St Oswalds Parish Church

There are several churches in Ashbourne but notably the most impressive is St Oswald’s Parish Church, with its 212 foot spire, referred to by George Eliot as the ‘finest single spire in England.’ It is one of the glories of Derbyshire and the tower and spire dominate the town. From the outside it is often mistaken as a Cathedral it is so impressive, rather than a mere parish church, but as soon as you set foot through the door you could definitely be forgiven for imagining its Cathedral like impression – even more so.

Ashbourne Church St Oswalds

St Oswald was a saint in Anglo-Saxon times, who became King of Northumbra in 635-642. He famously brought St Aidan from Iona to Lindisfarne and both their efforts were responsible for the conversion of the Kingdom and the Foundation of the Northumbrian Church. Why St Oswald’s Church is dedicated to this Saint is unknown as there are no other churches to him in the area. It is thought that the reason may be that missionaries from Iona brought the faith to Ashbourne and with it, their reference to St Oswald.

Ashbourne Church St Oswalds

Parts of the church date back to Saxon and Norman times and the East End, which is the chancel, was built in 1160. The chancel is the oldest part of the church and contains 12 lancet windows and the tomb of Robert de Kniverton, who died in 1471 and this memorial marks the place of the Easter Sepulchre. The Kniverton’s held considerable estates throughout Ashbourne in the middle ages and were the founders of two of the churches’ three chantreys, including the Chantrey Of The Holy Cross in the church in 1392. Here there are many fine examples of stained-glass windows and the church houses many alabaster monuments and tombs which are truly fascinating to explore. The Norman crypt was found during excavations in 1913 and there is a very impressive 13th century font.

The church was consecrated in 1241 but building continued on the transepts and nave until 1280, the present period East window being added in 1385 to replace the original lancets. The present day church as we see it today was started to be built around 1340. The south aisle and spire were completed between 1300 to 1350 it is believed, and in 1520 the nave clerestory was added.

St Oswalds Stained Glass Window

There is a peal of eight bells and the new bells which were founded in 1815 by William Dobson were originally hung in a wooden frame. They were re-homed in 1891 in a metal frame and in 1931 teak was used for the first time. There is an impressive bell, which is 21 inches in diameter, called the Sanctus Bell, which was first mentioned in The Inventory Church Goods in 1547.

Remaining untouched more or less until the 1870s, St Oswald’s then emerged into the Victorian era, the time when a high pitched leaded roof to the clerestory in the North transept was added.

The alabaster altar in the church was constructed in 1882, of pieces found during the restoration of the church. It was carved by T.Hardy of Ashbourne and shows intricate designs of vine leaves and grapes. On the North and South projections stand the candlesticks and there are two shields on here which are carved of the lily, which is the emblematic of ‘incarnation’ and passionflower to the emblem of ‘ the great sacrifice.’

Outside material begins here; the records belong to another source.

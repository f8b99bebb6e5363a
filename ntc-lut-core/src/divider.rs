//! Resistor-divider algebra
//!
//! The ADC reference voltage is applied across the divider and the ADC reads
//! the tap, so the normalized ADC value equals the divider ratio:
//!
//! ```text
//!   VREF ──┬── R_high ──┬── R_low ──┬── GND
//!                       │
//!                     ADC in
//!
//!   ratio = R_low / (R_high + R_low)
//! ```
//!
//! Ratio 0 and ratio 1 correspond to a 0 Ω or infinite thermistor and are
//! never sampled directly.

#[cfg(feature = "serde")]
use serde::{Deserialize, Serialize};

use crate::errors::{LutError, LutResult};

/// Which side of the divider the thermistor sits on
#[derive(Debug, Clone, Copy, PartialEq, Eq)]
#[cfg_attr(feature = "serde", derive(Serialize, Deserialize))]
#[cfg_attr(feature = "serde", serde(rename_all = "lowercase"))]
pub enum ThermistorPlacement {
    /// Between VREF and the tap
    Top,
    /// Between the tap and ground
    Bottom,
}

impl ThermistorPlacement {
    /// Lowercase name used in generated comments
    pub fn as_str(&self) -> &'static str {
        match self {
            Self::Top => "top",
            Self::Bottom => "bottom",
        }
    }
}

/// Fixed half of the divider
#[derive(Debug, Clone, Copy, PartialEq)]
#[cfg_attr(feature = "serde", derive(Serialize, Deserialize))]
pub struct DividerConfig {
    /// Resistor on the opposite side from the thermistor (ohms)
    pub other_resistance: f64,
    /// Thermistor position
    pub placement: ThermistorPlacement,
}

impl DividerConfig {
    /// Create a validated divider configuration
    pub fn new(other_resistance: f64, placement: ThermistorPlacement) -> LutResult<Self> {
        let config = Self { other_resistance, placement };
        config.validate()?;
        Ok(config)
    }

    /// Check the fixed resistor is finite and positive
    pub fn validate(&self) -> LutResult<()> {
        if !self.other_resistance.is_finite() || self.other_resistance <= 0.0 {
            return Err(LutError::config("other_resistance", "must be > 0"));
        }
        Ok(())
    }

    /// Thermistor resistance seen at the given divider ratio
    pub fn thermistor_resistance(&self, divider_ratio: f64) -> LutResult<f64> {
        match self.placement {
            ThermistorPlacement::Top => high_side_resistance(divider_ratio, self.other_resistance),
            ThermistorPlacement::Bottom => low_side_resistance(divider_ratio, self.other_resistance),
        }
    }

    /// Thermistor resistance from the fractions of VREF across the low side
    /// (the divider ratio) and across the high side (`1 - ratio`).
    ///
    /// Taking both fractions keeps readings closer to a rail than an `f64`
    /// can resolve from `1 - ratio` finite.
    pub fn thermistor_resistance_from_fractions(&self, low: f64, high: f64) -> LutResult<f64> {
        let (numerator, denominator) = match self.placement {
            ThermistorPlacement::Top => (high, low),
            ThermistorPlacement::Bottom => (low, high),
        };
        if !(numerator.is_finite() && numerator >= 0.0) {
            return Err(LutError::domain("divider_fraction", numerator));
        }
        if !(denominator.is_finite() && denominator > 0.0) {
            return Err(LutError::domain("divider_fraction", denominator));
        }
        Ok(self.other_resistance * numerator / denominator)
    }
}

/// Low-side resistance from the divider ratio and the high-side resistance.
///
/// Valid for `ratio` in `[0, 1)`.
pub fn low_side_resistance(divider_ratio: f64, high_side: f64) -> LutResult<f64> {
    if !(0.0..1.0).contains(&divider_ratio) {
        return Err(LutError::domain("divider_ratio", divider_ratio));
    }
    if high_side.is_nan() || high_side < 0.0 {
        return Err(LutError::domain("high_side_resistance", high_side));
    }
    Ok(high_side * divider_ratio / (1.0 - divider_ratio))
}

/// High-side resistance from the divider ratio and the low-side resistance.
///
/// Valid for `ratio` in `(0, 1]`.
pub fn high_side_resistance(divider_ratio: f64, low_side: f64) -> LutResult<f64> {
    if !(divider_ratio > 0.0 && divider_ratio <= 1.0) {
        return Err(LutError::domain("divider_ratio", divider_ratio));
    }
    if low_side.is_nan() || low_side < 0.0 {
        return Err(LutError::domain("low_side_resistance", low_side));
    }
    Ok(low_side * (1.0 - divider_ratio) / divider_ratio)
}

#[cfg(test)]
mod tests {
    use super::*;
    use proptest::prelude::*;

    #[test]
    fn equal_divider_mirrors_fixed_resistor() {
        assert_eq!(low_side_resistance(0.5, 10_000.0).unwrap(), 10_000.0);
        assert_eq!(high_side_resistance(0.5, 10_000.0).unwrap(), 10_000.0);
    }

    #[test]
    fn ratio_domain_edges() {
        assert_eq!(low_side_resistance(0.0, 10_000.0).unwrap(), 0.0);
        assert!(low_side_resistance(1.0, 10_000.0).is_err());
        assert_eq!(high_side_resistance(1.0, 10_000.0).unwrap(), 0.0);
        assert!(high_side_resistance(0.0, 10_000.0).is_err());
        assert!(low_side_resistance(f64::NAN, 10_000.0).is_err());
    }

    #[test]
    fn negative_fixed_resistance_rejected() {
        let err = low_side_resistance(0.5, -1.0).unwrap_err();
        assert!(matches!(err, LutError::DomainError { quantity: "high_side_resistance", .. }));
        assert!(high_side_resistance(0.5, -1.0).is_err());
    }

    #[test]
    fn placement_selects_formula() {
        let top = DividerConfig::new(4_700.0, ThermistorPlacement::Top).unwrap();
        let bottom = DividerConfig::new(4_700.0, ThermistorPlacement::Bottom).unwrap();

        // A quarter of VREF at the tap: the low side holds a third of the high side
        assert!((top.thermistor_resistance(0.25).unwrap() - 14_100.0).abs() < 1e-9);
        assert!((bottom.thermistor_resistance(0.25).unwrap() - 4_700.0 / 3.0).abs() < 1e-9);
    }

    #[test]
    fn fractions_match_ratio_form() {
        for placement in [ThermistorPlacement::Top, ThermistorPlacement::Bottom] {
            let divider = DividerConfig::new(10_000.0, placement).unwrap();
            for ratio in [1.0 / 4096.0, 0.25, 0.5, 4095.0 / 4096.0] {
                assert_eq!(
                    divider.thermistor_resistance_from_fractions(ratio, 1.0 - ratio).unwrap(),
                    divider.thermistor_resistance(ratio).unwrap()
                );
            }
        }
    }

    #[test]
    fn fractions_resolve_ratios_next_to_the_rail() {
        let lsb = 1.0 / 18446744073709551616.0;
        let bottom = DividerConfig::new(10_000.0, ThermistorPlacement::Bottom).unwrap();
        let top = DividerConfig::new(10_000.0, ThermistorPlacement::Top).unwrap();

        // 1 - 2^-64 rounds to 1.0, which the ratio form rejects
        assert!(bottom.thermistor_resistance(1.0 - lsb).is_err());
        assert_eq!(bottom.thermistor_resistance_from_fractions(1.0 - lsb, lsb).unwrap(), 10_000.0 / lsb);
        assert_eq!(top.thermistor_resistance_from_fractions(1.0 - lsb, lsb).unwrap(), 10_000.0 * lsb);
        assert!(top.thermistor_resistance_from_fractions(0.0, 1.0).is_err());
        assert!(bottom.thermistor_resistance_from_fractions(0.5, f64::NAN).is_err());
    }

    #[test]
    fn other_resistance_must_be_positive() {
        assert!(DividerConfig::new(0.0, ThermistorPlacement::Top).is_err());
        assert!(DividerConfig::new(f64::INFINITY, ThermistorPlacement::Top).is_err());
    }

    proptest! {
        #[test]
        fn low_and_high_side_are_inverses(ratio in 0.001f64..0.999, resistance in 100.0f64..1.0e6) {
            let low = low_side_resistance(ratio, resistance).unwrap();
            let back = high_side_resistance(ratio, low).unwrap();
            prop_assert!((back - resistance).abs() <= resistance * 1e-12);
        }
    }
}
//! ADC lookup table from manufacturer temperature/resistance data

fn main() {
    ntc_lut_cli::main_with(ntc_lut_cli::Tool::Tabular);
}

Ashbourne Church St Oswalds Inside

The transepts contain two separate chapels dedicated to 2 local families, the Cockayne’s and the Bradbourne’s, who later became the Boothby’s. The Boothby Chapel is full of monuments with the most famous tomb being of Penelope Boothby, who died in 1791, aged just five. The marble figure of the sleeping child is so lifelike, thanks to the skill of the sculptor Thomas Banks, she only appears to be sleeping. It is said she had been able to speak a little of the four languages which are inscribed on her tomb and she was painted in life by Joshua Reynolds. Her epitaph reads ,

‘She was in form and intellect exquisite, the unfortunate parents ventured their all on this frail bark, and the wreck was total.’

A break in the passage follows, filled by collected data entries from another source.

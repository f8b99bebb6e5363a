//! ADC lookup table from Steinhart-Hart coefficients

fn main() {
    ntc_lut_cli::main_with(ntc_lut_cli::Tool::Steinhart);
}
//! Piecewise cubic interpolation
//!
//! A C²-continuous cubic spline through every sample with "not-a-knot" end
//! conditions (the third derivative is continuous across the second and the
//! second-to-last knot). Outside the sample range the first or last cubic
//! piece is extended, so extrapolation works but loses accuracy quickly.
//!
//! ## Formulation
//!
//! With knot spacing `hᵢ = xᵢ₊₁ - xᵢ` and second derivatives `Mᵢ`:
//!
//! ```text
//! interior:   hᵢ₋₁·Mᵢ₋₁ + 2(hᵢ₋₁ + hᵢ)·Mᵢ + hᵢ·Mᵢ₊₁ = 6(Δᵢ - Δᵢ₋₁),  Δᵢ = (yᵢ₊₁ - yᵢ)/hᵢ
//! first row:  h₁·M₀ - (h₀ + h₁)·M₁ + h₀·M₂ = 0
//! last row:   hₙ₋₂·Mₙ₋₃ - (hₙ₋₃ + hₙ₋₂)·Mₙ₋₂ + hₙ₋₃·Mₙ₋₁ = 0
//! ```

use alloc::vec;
use alloc::vec::Vec;

use crate::{
    errors::{LutError, LutResult},
    fit::matrix::solve_dense,
};

/// Minimum knots for a not-a-knot cubic
pub const MIN_KNOTS: usize = 4;

/// Cubic spline through `(x, y)` knots
#[derive(Debug, Clone, PartialEq)]
pub struct CubicSpline {
    knots: Vec<f64>,
    values: Vec<f64>,
    second_derivatives: Vec<f64>,
}

impl CubicSpline {
    /// Build a not-a-knot spline. `x` must be strictly increasing.
    pub fn not_a_knot(x: &[f64], y: &[f64]) -> LutResult<Self> {
        let n = x.len().min(y.len());
        if n < MIN_KNOTS {
            return Err(LutError::InsufficientData { required: MIN_KNOTS, available: n });
        }
        for pair in x[..n].windows(2) {
            if !(pair[1] > pair[0]) {
                return Err(LutError::DuplicateResistance { resistance: pair[1] });
            }
        }

        let h: Vec<f64> = x[..n].windows(2).map(|p| p[1] - p[0]).collect();
        let slopes: Vec<f64> = (0..n - 1).map(|i| (y[i + 1] - y[i]) / h[i]).collect();

        let mut a = vec![vec![0.0; n]; n];
        let mut b = vec![0.0; n];

        a[0][0] = h[1];
        a[0][1] = -(h[0] + h[1]);
        a[0][2] = h[0];

        for i in 1..n - 1 {
            a[i][i - 1] = h[i - 1];
            a[i][i] = 2.0 * (h[i - 1] + h[i]);
            a[i][i + 1] = h[i];
            b[i] = 6.0 * (slopes[i] - slopes[i - 1]);
        }

        a[n - 1][n - 3] = h[n - 2];
        a[n - 1][n - 2] = -(h[n - 3] + h[n - 2]);
        a[n - 1][n - 1] = h[n - 3];

        let second_derivatives = solve_dense(a, b)?;

        Ok(Self {
            knots: x[..n].to_vec(),
            values: y[..n].to_vec(),
            second_derivatives,
        })
    }

    /// Knot positions
    pub fn knots(&self) -> &[f64] {
        &self.knots
    }

    /// Evaluate the spline, extrapolating with the end pieces
    pub fn evaluate(&self, x: f64) -> f64 {
        let last_piece = self.knots.len() - 2;
        // Index of the first knot greater than x, minus one
        let i = self.knots.partition_point(|&k| k <= x).saturating_sub(1).min(last_piece);

        let (x0, x1) = (self.knots[i], self.knots[i + 1]);
        let (y0, y1) = (self.values[i], self.values[i + 1]);
        let (m0, m1) = (self.second_derivatives[i], self.second_derivatives[i + 1]);
        let h = x1 - x0;
        let left = x1 - x;
        let right = x - x0;

        m0 * left * left * left / (6.0 * h)
            + m1 * right * right * right / (6.0 * h)
            + (y0 / h - m0 * h / 6.0) * left
            + (y1 / h - m1 * h / 6.0) * right
    }
}
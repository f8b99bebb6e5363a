//! Command-line front ends for `ntc-lut-core`
//!
//! Three binaries share this library and differ only in how the thermistor is
//! characterized:
//! - `ntc-lut-beta`: Beta coefficient and reference point
//! - `ntc-lut-steinhart`: four Steinhart-Hart coefficients
//! - `ntc-lut-tabular`: a manufacturer temperature/resistance file
//!
//! Nothing is written until the table has been generated successfully.

pub mod args;
pub mod logger;
pub mod output;

use std::fs;
use std::process;

use anyhow::{Context, Result};
use log::{debug, info};
use ntc_lut_core::{
    parse_samples, BetaModel, LutGenerator, ManufacturerData, ModelSource, ResistanceToTemperature,
    SteinhartHart, TemperatureModel,
};

pub use args::{Invocation, ModelArgs, OutputArgs, Parsed, Tool};

use output::PlotData;

/// Resistance at which fitted curves are spot-checked
const CHECK_RESISTANCE: f64 = 10_000.0;

impl ModelArgs {
    /// Build the model source, reading the data file for tabular input
    pub fn into_source(self) -> Result<ModelSource> {
        Ok(match self {
            Self::Beta { beta, reference_resistance, reference_temperature_c } => {
                ModelSource::Beta(BetaModel::new(beta, reference_resistance, reference_temperature_c)?)
            }
            Self::Steinhart { coefficients } => ModelSource::SteinhartHart(SteinhartHart::from_slice(&coefficients)?),
            Self::Tabular { input, method } => {
                let text = fs::read_to_string(&input)
                    .with_context(|| format!("Failed to read {}", input.display()))?;
                let samples = parse_samples(&text).with_context(|| format!("In {}", input.display()))?;
                debug!("Read {} samples from {}", samples.len(), input.display());
                ModelSource::Tabular { data: ManufacturerData::new(samples)?, method }
            }
        })
    }
}

fn log_fit(model: &TemperatureModel) {
    let fit = match model {
        TemperatureModel::Manufacturer(fit) => fit,
        _ => return,
    };
    info!("Fitted {} curve to {} samples", fit.method().description(), fit.samples().len());

    if let Some(regression) = fit.steinhart_hart() {
        let names: &[&str] = if regression.parameters.len() == 3 { &["A", "B", "C"] } else { &["a0", "a1", "a2", "a3"] };
        for ((name, value), error) in names.iter().zip(&regression.parameters).zip(&regression.standard_errors) {
            info!("  {} = {:.6e} (standard error {:.3e})", name, value, error);
        }
        debug!(
            "Converged after {} iterations, residual sum of squares {:.3e} K^2",
            regression.iterations, regression.residual_sum_squares
        );
    }

    match fit.temperature_c(CHECK_RESISTANCE) {
        Ok(t) => info!("Temperature at {} ohms: {:.3} deg C", CHECK_RESISTANCE, t),
        Err(e) => debug!("No temperature at {} ohms: {}", CHECK_RESISTANCE, e),
    }
}

/// Run one tool invocation; `args` starts with the program name
pub fn run(tool: Tool, args: &[String]) -> Result<()> {
    let invocation = match args::parse(tool, args)? {
        Parsed::Help => {
            print!("{}", tool.usage());
            return Ok(());
        }
        Parsed::Run(invocation) => invocation,
    };
    logger::init(invocation.log_level);

    let Invocation { config, model, output, command_line, .. } = invocation;
    let mut generator = LutGenerator::new(config, model.into_source()?)?.with_command_line(command_line);
    log_fit(generator.model());

    let table = generator.build()?;
    info!("Generated {} entries for a {}-bit ADC", table.len(), config.table.adc_bits);

    let text = if output.json {
        let mut json = serde_json::to_string_pretty(&generator.report()?).context("Failed to serialize report")?;
        json.push('\n');
        json
    } else {
        generator.emit_c()?
    };

    let plot = match &output.plot {
        Some(path) => Some((path, output::render_plot(&PlotData::new(&generator)?)?)),
        None => None,
    };

    // Artifact before plot: a failed artifact write must leave nothing behind
    output::write_artifact(&text, output.path.as_deref())?;
    if let Some(path) = &output.path {
        info!("Wrote {}", path.display());
    }
    if let Some((path, json)) = plot {
        output::write_plot(path, &json)?;
        info!("Wrote plot data to {}", path.display());
    }
    Ok(())
}

/// Binary entry point: report failures on stderr and exit non-zero
pub fn main_with(tool: Tool) {
    let args: Vec<String> = std::env::args().collect();
    if let Err(e) = run(tool, &args) {
        eprintln!("Error: {:#}", e);
        eprintln!();
        eprintln!("Run `{} --help` for usage", tool.name());
        process::exit(1);
    }
}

Beneath the transept is the burial place of the Cokaynes, the oldest effigies belonging to John and Edmund Cokayne of 1372 and 1403 respectively.

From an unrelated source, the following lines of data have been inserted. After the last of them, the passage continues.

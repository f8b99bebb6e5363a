//! Error Types for Table Generation Failures
//!
//! ## Design
//!
//! Table generation is a one-shot batch computation, so every error is fatal
//! for the current run. Nothing is retried and nothing is silently replaced
//! by a default value. The variants are grouped into five categories, exposed
//! through [`LutError::category`]:
//!
//! ### Configuration
//! - `InvalidConfig`: a parameter fails validation (non-positive beta,
//!   `table_bits > adc_bits`, wrong Steinhart-Hart coefficient count, unknown
//!   interpolation method, ...)
//!
//! ### Domain
//! - `DomainError`: a divider ratio or resistance outside the algebraic
//!   domain of a formula, or a model that produced a non-finite temperature
//!
//! ### Data
//! - `MalformedLine`: a line of the tabular input could not be parsed
//! - `InsufficientData`: too few samples to fit the requested curve
//! - `DuplicateResistance`: two samples share a resistance, so temperature is
//!   not a function of resistance
//! - `FitDidNotConverge` / `SingularSystem`: the curve fit failed
//!
//! ### Range
//! - `ValueOutOfRange`: a quantized temperature exceeds the 64-bit range
//! - `AdcWidthOutOfRange`: the ADC's raw values exceed the 64-bit range
//!
//! ### Sequencing
//! - `TableNotBuilt`: code emission was requested before the table exists
//!
//! ## Handling Strategy
//!
//! ```rust
//! use ntc_lut_core::{ErrorCategory, LutError};
//!
//! fn exit_code(err: &LutError) -> i32 {
//!     match err.category() {
//!         ErrorCategory::Configuration => 2,
//!         ErrorCategory::Data => 3,
//!         _ => 1,
//!     }
//! }
//!
//! let err = LutError::TableNotBuilt;
//! assert_eq!(exit_code(&err), 1);
//! ```

use alloc::string::String;

use thiserror_no_std::Error;

/// Result type for table generation operations
pub type LutResult<T> = Result<T, LutError>;

/// Broad classification of a [`LutError`]
#[derive(Debug, Clone, Copy, PartialEq, Eq)]
pub enum ErrorCategory {
    /// Rejected input parameters
    Configuration,
    /// Arguments outside a formula's valid domain
    Domain,
    /// Problems with manufacturer sample data or its fit
    Data,
    /// Values that no supported integer width can hold
    Range,
    /// Operations requested in the wrong order
    Sequencing,
}

/// Table generation errors
#[derive(Error, Debug, Clone, PartialEq)]
pub enum LutError {
    /// A configuration parameter failed validation
    #[error("Invalid configuration: {field} {reason}")]
    InvalidConfig {
        /// Name of the offending parameter
        field: &'static str,
        /// What the parameter must satisfy
        reason: &'static str,
    },

    /// Argument outside the valid domain of a formula
    #[error("{quantity} {value} outside valid domain")]
    DomainError {
        /// Name of the quantity, e.g. "divider_ratio"
        quantity: &'static str,
        /// The rejected value
        value: f64,
    },

    /// A line of tabular input could not be parsed
    #[error("Failed to read line {line}: {content}")]
    MalformedLine {
        /// 1-based line number
        line: usize,
        /// The offending line, trimmed
        content: String,
    },

    /// Not enough samples for the requested fit
    #[error("Insufficient data: need {required} samples, have {available}")]
    InsufficientData {
        /// Minimum number of samples for the fit
        required: usize,
        /// Samples actually supplied
        available: usize,
    },

    /// Two samples share the same resistance
    #[error("Duplicate resistance {resistance} ohms in sample data")]
    DuplicateResistance {
        /// The repeated resistance value
        resistance: f64,
    },

    /// Least-squares regression hit its iteration cap
    #[error("Curve fit did not converge after {iterations} iterations")]
    FitDidNotConverge {
        /// Iterations performed before giving up
        iterations: usize,
    },

    /// A linear system inside a fit could not be solved
    #[error("Singular linear system while fitting sample data")]
    SingularSystem,

    /// Quantized temperature does not fit in a 64-bit signed integer
    #[error("Value {value} out of range for the largest supported integer width")]
    ValueOutOfRange {
        /// The scaled temperature before truncation
        value: f64,
    },

    /// ADC raw values do not fit in a 64-bit unsigned integer
    #[error("ADC width of {bits} bits exceeds the largest supported integer width")]
    AdcWidthOutOfRange {
        /// Configured ADC resolution
        bits: u32,
    },

    /// Code emission was requested before the table was built
    #[error("Table must be generated before emitting code")]
    TableNotBuilt,
}

impl LutError {
    /// Shorthand for [`LutError::InvalidConfig`]
    pub(crate) fn config(field: &'static str, reason: &'static str) -> Self {
        Self::InvalidConfig { field, reason }
    }

    /// Shorthand for [`LutError::DomainError`]
    pub(crate) fn domain(quantity: &'static str, value: f64) -> Self {
        Self::DomainError { quantity, value }
    }

    /// Category of this error
    pub fn category(&self) -> ErrorCategory {
        match self {
            Self::InvalidConfig { .. } => ErrorCategory::Configuration,
            Self::DomainError { .. } => ErrorCategory::Domain,
            Self::MalformedLine { .. }
            | Self::InsufficientData { .. }
            | Self::DuplicateResistance { .. }
            | Self::FitDidNotConverge { .. }
            | Self::SingularSystem => ErrorCategory::Data,
            Self::ValueOutOfRange { .. } | Self::AdcWidthOutOfRange { .. } => ErrorCategory::Range,
            Self::TableNotBuilt => ErrorCategory::Sequencing,
        }
    }
}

In the South transept there is a dedication of The Great War Memorial by the West door for the Ashbourne men who died in the Boer War. It lists 115 names who gave their lives followed by another 36 names commemorated in a World War II memorial near the north wall . The graveyard of the church has a spectacular display of flowers in the spring but there are very many varied graves dating back years and years with people as diverse as Colonel John Beech Riddleston, who fought at Waterloo under Wellington to ex-French Napoleonic prisoners of war.

The church is a stunning example of architecture and certainly can’t be missed on the skyline of Ashbourne’s horizon. It’s a place for contemplation and prayer today and a historian’s dream come true!